Characterisation of a mining-related arsenic-contaminated site, Cornwall, UK

Arsenic contamination in Cornwall is widespread due to the historic mining of polymetallic ores and the calcination of ores. In areas such as Camborne/Redruth and Hayle in West Cornwall, arsenic values typically exceed 100 mg kg −1 in sampled topsoils, with high values also being present in the subsoil. To investigate the dispersion of arsenic from a calciner stack and from fugitive dusts, the New Mill site at Roseworthy, near Camborne, Cornwall was chosen for detailed investigation. The site contains a calciner which was fed with handpicked ore and a refinery where arsenic was refined to a saleable product. In total, an area of 700×600 m on a grid with a spacing of 100 m was sampled. Seventy-eight soil samples were obtained from pits up to 30 cm deep and analysed by ICP-MS, while seven water samples were also analysed for arsenic. Two soil samples were analysed in more detail.

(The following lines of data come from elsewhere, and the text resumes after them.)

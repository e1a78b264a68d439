//! Command line arguments, logging setup and the usage banner.

use std::io::Write;

use clap::Parser;
use log::LevelFilter;
use prettytable::{cell, Row, Table};

use crate::material::MaterialPreset;

/// Interactive per-vertex Phong shading demo
#[derive(Parser, Debug)]
#[command(name = "light", version)]
pub struct Args {
    /// Increase log verbosity (-v debug, -vv trace)
    #[arg(short, long, action = clap::ArgAction::Count)]
    pub verbose: u8,

    /// Window width in pixels
    #[arg(long)]
    pub width: Option<u32>,

    /// Window height in pixels
    #[arg(long)]
    pub height: Option<u32>,

    /// Initial material preset (brass or silver)
    #[arg(long)]
    pub material: Option<MaterialPreset>,
}

pub fn log_filter_from_level(level: u8) -> LevelFilter {
    match level {
        0 => LevelFilter::Info,
        1 => LevelFilter::Debug,
        _ => LevelFilter::Trace,
    }
}

/// Initialises logging. `RUST_LOG` takes precedence over the verbosity flag.
pub fn setup_logging(level: u8) {
    let mut builder = env_logger::Builder::new();
    builder
        .filter_level(log_filter_from_level(level))
        .format(|buf, record| {
            writeln!(
                buf,
                "{} {:5} [{}]: {}",
                chrono::Local::now().format("%H:%M:%S%.3f"),
                record.level(),
                record.module_path().unwrap_or("light"),
                record.args()
            )
        })
        .parse_env("RUST_LOG");
    if let Err(e) = builder.try_init() {
        eprintln!("Logger already initialised: {}", e);
    }
}

fn binding(keys: &str, action: &str) -> Row {
    Row::new(vec![cell!(keys), cell!(action)])
}

/// Table of the key bindings
pub fn key_bindings() -> Table {
    let mut table = Table::new();
    table.set_titles(binding("Keys", "Action"));
    table.add_row(binding("a / d", "Yaw camera"));
    table.add_row(binding("w / s", "Pitch camera"));
    table.add_row(binding("q / e", "Roll camera"));
    table.add_row(binding("' / /", "Slide camera up / down"));
    table.add_row(binding("arrow keys", "Slide camera left / right / forward / back"));
    table.add_row(binding("u / j", "Move light up / down"));
    table.add_row(binding("h / k", "Move light left / right"));
    table.add_row(binding("c", "Switch material (brass / silver)"));
    table.add_row(binding("Esc", "Quit"));
    table
}

pub fn print_usage() {
    key_bindings().printstd();
}

#[cfg(test)]
mod tests {
    use super::*;

    #[test]
    fn verbosity_maps_to_levels() {
        assert_eq!(log_filter_from_level(0), LevelFilter::Info);
        assert_eq!(log_filter_from_level(1), LevelFilter::Debug);
        assert_eq!(log_filter_from_level(5), LevelFilter::Trace);
        let args = Args::parse_from(["light", "-vv"]);
        assert_eq!(args.verbose, 2);
    }

    #[test]
    fn banner_lists_every_binding() {
        let table = key_bindings();
        assert_eq!(table.len(), 9);
    }
}
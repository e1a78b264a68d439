use glium::glutin::dpi::LogicalSize;

use crate::camera::Shape;
use crate::cli::Args;
use crate::float::*;
use crate::material::MaterialPreset;

/// Sizes of the discrete steps taken by the keyboard commands
#[derive(Clone, Copy, Debug, PartialEq)]
pub struct Steps {
    /// Rotation per key press in degrees
    pub angle: Float,
    /// Camera translation per key press
    pub slide: Float,
    /// Light translation per key press
    pub light: Float,
}

impl Default for Steps {
    fn default() -> Self {
        Self {
            angle: 2.0,
            slide: 0.2,
            light: 1.0,
        }
    }
}

#[derive(Clone, Debug)]
pub struct Config {
    /// Width of the window in pixels
    pub width: u32,
    /// Height of the window in pixels
    pub height: u32,
    pub title: String,
    pub clear_color: (f32, f32, f32, f32),
    /// Initial camera position
    pub eye: [Float; 3],
    /// Initial camera target
    pub look: [Float; 3],
    /// Initial camera up hint
    pub up: [Float; 3],
    pub shape: Shape,
    /// Initial light position
    pub light: [Float; 3],
    pub material: MaterialPreset,
    pub steps: Steps,
}

impl Default for Config {
    fn default() -> Self {
        Self {
            width: 680,
            height: 480,
            title: "Light".to_string(),
            clear_color: (0.5, 0.5, 0.5, 0.0),
            eye: [3.0, 3.0, 3.0],
            look: [0.0, 0.0, 0.0],
            up: [0.0, 1.0, 0.0],
            shape: Shape::default(),
            light: [15.0, 20.0, 10.0],
            material: MaterialPreset::Brass,
            steps: Steps::default(),
        }
    }
}

impl Config {
    /// Default configuration with the command line overrides applied
    pub fn from_args(args: &Args) -> Self {
        let mut config = Self::default();
        if let Some(width) = args.width {
            config.width = width;
        }
        if let Some(height) = args.height {
            config.height = height;
        }
        if let Some(material) = args.material {
            config.material = material;
        }
        config
    }

    pub fn dimensions(&self) -> LogicalSize<u32> {
        LogicalSize::new(self.width, self.height)
    }
}

#[cfg(test)]
mod tests {
    use super::*;
    use clap::Parser;

    #[test]
    fn arguments_override_defaults() {
        let args = Args::parse_from(["light", "--width", "800", "--material", "silver"]);
        let config = Config::from_args(&args);
        assert_eq!(config.width, 800);
        assert_eq!(config.height, Config::default().height);
        assert_eq!(config.material, MaterialPreset::Silver);
    }

    #[test]
    fn no_arguments_keep_defaults() {
        let config = Config::from_args(&Args::parse_from(["light"]));
        assert_eq!(config.dimensions(), LogicalSize::new(680, 480));
        assert_eq!(config.material, MaterialPreset::Brass);
        assert_eq!(config.steps, Steps::default());
    }
}
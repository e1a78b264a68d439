use std::ops::{Index, IndexMut};

use cgmath::Vector3;

use crate::float::*;

/// Color channel. Every channel is lit independently with its own coefficients.
#[derive(Clone, Copy, Debug, PartialEq, Eq)]
pub enum Channel {
    Red,
    Green,
    Blue,
}

impl Channel {
    pub const ALL: [Channel; 3] = [Channel::Red, Channel::Green, Channel::Blue];

    fn index(self) -> usize {
        match self {
            Channel::Red => 0,
            Channel::Green => 1,
            Channel::Blue => 2,
        }
    }
}

/// Linear rgb intensity. Values above one are allowed and get clamped on display.
#[derive(Clone, Copy, Debug, PartialEq)]
pub struct Color {
    color: Vector3<Float>,
}

impl Color {
    pub fn new(r: Float, g: Float, b: Float) -> Self {
        Self {
            color: Vector3::new(r, g, b),
        }
    }

    pub fn black() -> Self {
        Self::new(0.0, 0.0, 0.0)
    }

    pub fn r(&self) -> Float {
        self.color.x
    }

    pub fn g(&self) -> Float {
        self.color.y
    }

    pub fn b(&self) -> Float {
        self.color.z
    }

    pub fn is_finite(&self) -> bool {
        self.color.x.is_finite() && self.color.y.is_finite() && self.color.z.is_finite()
    }
}

impl Index<Channel> for Color {
    type Output = Float;

    fn index(&self, c: Channel) -> &Float {
        &self.color[c.index()]
    }
}

impl IndexMut<Channel> for Color {
    fn index_mut(&mut self, c: Channel) -> &mut Float {
        &mut self.color[c.index()]
    }
}

impl From<Color> for [f32; 3] {
    fn from(c: Color) -> Self {
        c.color.into_array()
    }
}

#[cfg(test)]
mod tests {
    use super::*;

    #[test]
    fn channels_index_components() {
        let mut c = Color::black();
        c[Channel::Red] = 0.25;
        c[Channel::Blue] = 2.0;
        assert_eq!(c.r(), 0.25);
        assert_eq!(c.g(), 0.0);
        assert_eq!(c.b(), 2.0);
        let arr: [f32; 3] = c.into();
        assert_eq!(arr, [0.25, 0.0, 2.0]);
    }

    #[test]
    fn non_finite_channels_are_detected() {
        let mut c = Color::new(1.5, 0.0, 0.25);
        assert!(c.is_finite());
        c[Channel::Green] = Float::NAN;
        assert!(!c.is_finite());
        c[Channel::Green] = Float::INFINITY;
        assert!(!c.is_finite());
    }
}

Measured properties were pH, particle size distribution, the arsenic distribution in the different size fractions, and the mineralogy of arsenic in the soil using XRD, SEM and QemSCAN. Twenty samples crossing the area were subjected to water extraction and speciation analysis by HPLC-HG-AFS. High values of total arsenic, above 4000 mg kg −1, were recorded in the soils in the valley floor adjacent to the calciner. Lower values, close to 500 mg kg −1 arsenic, were measured near the stack, with a background value of up to 125 mg kg −1. Agricultural disturbance by ploughing and down-slope leaching has probably dispersed the arsenic contamination in the soil. The majority of the arsenic contamination was found to occur in the silt and sand fractions. Speciation of the water-soluble component revealed high values of As 5+ plus As 3+, between 0.3% and 1.7% of the total arsenic value. QemSCAN results indicate that coal/coke/fly ash particulates are a significant carrier of arsenic contamination. Furthermore, locked and liberated particles associated with silicates and oxides often contain arsenic-iron oxide as rims and infillings. Water sample concentrations are below 50 μg l −1, indicating relatively low mobility of arsenic contained in soils. This could be due to the oxidation state of arsenic and redox conditions. However, a large reservoir of arsenic could be remobilised if there is a change in ambient conditions, allowing for potential retoxification of the site.